В это утро, не вылезая из постели, Желоховцев протянул руку к стоявшей в изголовье кровати этажерке с книгами и взял томик Токвиля — «Старый порядок и революция». Когда-то они с Сережей говорили об этой книге, потом разговор забылся, и лишь вчера, вновь пролистывая его дневник, Желоховцев о нем вспомнил.
«Токвиль, — записал Сережа, — стр. 188. Беседа с Гр. Ан. о французской революции». Запись была помечена 28 февраля 1917 года.
Он открыл указанную страницу: «Не думаю, чтобы истинная любовь к свободе когда-либо порождалась одним лишь зрелищем доставляемых ею материальных благ, потому что это зрелище нередко затемняется. Несомненно, что с течением времени свобода умеющим ее сохранить всегда дает довольство, благосостояние, а часто и богатство. Но бывают периоды, когда она временно нарушает пользование этими благами. Бывают и такие моменты, когда один деспотизм способен доставить мимолетное пользование ими. Люди, ценящие в свободе только эти блага, никогда не могли удержать ее надолго. Что во все времена так сильно привязывало к ней сердца некоторых людей, это ее непосредственные преимущества, ее собственные прелести, независимо от приносимых ею благодеяний. Кто ищет в свободе чего-либо другого, а не ее самой, тот создан для рабства…»
Последняя фраза была подчеркнута.
Что ж, если так, то он, Григорий Анемподистович Желоховцев, создан для рабства.
— Гришенька, вставай! — раздался из кухни властный голос Франциски Андреевны. — Каша простынет.
Желоховцев отложил книгу, сел в постели и вдруг услышал слабое дребезжанье оконного стекла. Он нашарил шлепанцы и подошел к окну. На улице было пустынно, ясно, даже малейший ветерок не шевелил листву на деревьях, но верхнее треснутое стекло продолжало дребезжать все сильнее. Желоховцев прижал его ладонью, и тогда отчетливо стал различим на западе далекий неровный гул.

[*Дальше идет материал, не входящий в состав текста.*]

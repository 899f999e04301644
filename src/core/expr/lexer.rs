//! Text lexer for typed expressions (`--eval` and tests).
//!
//! Accepts both ASCII operators and the keypad glyphs, so anything the
//! display shows can be pasted back in.

use std::iter::Peekable;
use std::str::Chars;

use super::EvalError;
use super::token::{BinaryOp, Token};
use crate::core::functions::{Constant, UnaryFunction};

pub fn lex(input: &str) -> Result<Vec<Token>, EvalError> {
    let mut tokens = Vec::new();
    let mut chars = input.chars().peekable();

    while let Some(&c) = chars.peek() {
        if c.is_whitespace() {
            chars.next();
            continue;
        }
        if c.is_ascii_digit() || c == '.' {
            tokens.push(lex_number(&mut chars)?);
            continue;
        }
        if c.is_alphabetic() && c != 'π' {
            tokens.push(lex_identifier(&mut chars)?);
            continue;
        }

        let token = match c {
            '+' => Token::Operator(BinaryOp::Add),
            '-' | '−' => Token::Operator(BinaryOp::Subtract),
            '*' | '×' => Token::Operator(BinaryOp::Multiply),
            '/' | '÷' => Token::Operator(BinaryOp::Divide),
            '%' => Token::Operator(BinaryOp::Modulo),
            '^' => Token::Operator(BinaryOp::Power),
            '(' => Token::OpenParen,
            ')' => Token::CloseParen,
            '!' => Token::Factorial,
            'π' => Token::Constant(Constant::Pi),
            '√' => Token::Function(UnaryFunction::Sqrt),
            other => return Err(EvalError::UnexpectedChar(other)),
        };
        chars.next();
        tokens.push(token);
    }

    Ok(tokens)
}

fn lex_number(chars: &mut Peekable<Chars<'_>>) -> Result<Token, EvalError> {
    let mut text = String::new();
    while let Some(&c) = chars.peek() {
        if !(c.is_ascii_digit() || c == '.') {
            break;
        }
        text.push(c);
        chars.next();
    }
    if text == "." || text.matches('.').count() > 1 {
        return Err(EvalError::InvalidNumber(text));
    }
    Ok(Token::Number(text))
}

fn lex_identifier(chars: &mut Peekable<Chars<'_>>) -> Result<Token, EvalError> {
    let mut ident = String::new();
    while let Some(&c) = chars.peek() {
        if !c.is_alphabetic() || c == 'π' {
            break;
        }
        ident.push(c);
        chars.next();
    }
    let lowered = ident.to_lowercase();
    match lowered.as_str() {
        "pi" => Ok(Token::Constant(Constant::Pi)),
        "e" => Ok(Token::Constant(Constant::E)),
        _ => UnaryFunction::from_identifier(&lowered)
            .map(Token::Function)
            .ok_or(EvalError::UnknownIdentifier(ident)),
    }
}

Он не знал, что еще полчаса назад к начальнику вокзальной охраны влетел телеграфист. В руках у него извивалась змейка телеграфной ленты. Точки и тире на ней извещали: ночью красный бронепоезд «Марат», вооруженный тяжелыми морскими орудиями, прорвался сквозь заградительные посты и ведет бой на расстоянии тридцати верст от города.

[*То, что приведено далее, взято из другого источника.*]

use calcpad::Mode;
use calcpad::core::config::{self, CliOverrides};
use calcpad::core::expr;
use calcpad::core::functions::AngleMode;
use calcpad::core::number::{RESULT_SIGNIFICANT_DIGITS, format_number, round_significant};
use calcpad::tui;
use clap::Parser;
use simplelog::{ConfigBuilder, WriteLogger};
use std::fs::File;
use std::process::ExitCode;

#[derive(Parser)]
#[command(name = "calcpad", about = "Keypad calculator for the terminal")]
struct Args {
    /// Calculator to open
    #[arg(short, long, value_enum)]
    mode: Option<Mode>,

    /// Use radians for trigonometric functions
    #[arg(short, long)]
    radians: bool,

    /// Evaluate an expression, print the result and exit
    #[arg(short, long, value_name = "EXPR")]
    eval: Option<String>,
}

fn main() -> ExitCode {
    let args = Args::parse();

    let file_config = config::load_config().unwrap_or_else(|e| {
        eprintln!("Warning: {e}, using defaults");
        config::CalcpadConfig::default()
    });
    let config = config::resolve(
        &file_config,
        CliOverrides {
            mode: args.mode,
            angle_mode: args.radians.then_some(AngleMode::Radians),
        },
    );

    // Initialize file logger - writes to calcpad.log in current directory
    let log_config = ConfigBuilder::new()
        .set_time_format_rfc3339()
        .build();

    if let Ok(log_file) = File::create("calcpad.log") {
        let _ = WriteLogger::init(config.log_level, log_config, log_file);
    }

    log::info!("calcpad starting up with config: {:?}", config);

    if let Some(input) = args.eval {
        return match expr::evaluate(&input, config.angle_mode) {
            Ok(value) => {
                println!(
                    "{}",
                    format_number(round_significant(value, RESULT_SIGNIFICANT_DIGITS))
                );
                ExitCode::SUCCESS
            }
            Err(e) => {
                log::warn!("--eval {:?} failed: {}", input, e);
                eprintln!("Error: {e}");
                ExitCode::FAILURE
            }
        };
    }

    match tui::run(config) {
        Ok(()) => ExitCode::SUCCESS,
        Err(e) => {
            eprintln!("Terminal error: {e}");
            ExitCode::FAILURE
        }
    }
}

— Значит, так, — сказал Рысин, не обращая внимания на гул канонады. — Я пойду вперед и задержусь возле дома Федоровых. Вы остаетесь. Но на месте тоже не стойте, идите потихоньку вдоль забора. Смотрите только, чтобы Якубов вас не узнал. Я думаю, ящики он будет выносить вместе с извозчиком. Когда кончат, подниму руку. Раньше не бегите. Лера тогда сколько ящиков насчитала?
— Три. И два мешка.
На всякий случай Рысин отстегнул металлическую пуговку на кобуре, только сегодня утром пришитую женой вместо сломанной застежки, и медленно пошел по улице. Пока шел, из ворот федоровского дома показались двое: один в зеленом пиджаке, простоволосый, другой бородатый, в картузе. Они вынесли ящик, поставили его в пролетку. Зеленый пиджак вновь исчез и воротах, а извозчик замешкался, пристраивая ящик так, чтобы углами не ободрало кожаное сиденье. Рысин с болезненной отчетливостью видел его склоненную спину, пуговку на картузе — недавнего спокойствия как не бывало. Затем извозчик тоже направился к воротам, а на улице появилась Лиза Федорова.
Рысин пошел медленнее.
Вынесли второй ящик, поставили рядом с первым. Одна из лошадей всхрапнула, попятилась, натягивая обмотанные вокруг штакетины вожжи; ее, видимо, тревожила канонада.
Третий ящик не выносили долго — Рысин уже начал волноваться, но наконец принесли и ушли опять.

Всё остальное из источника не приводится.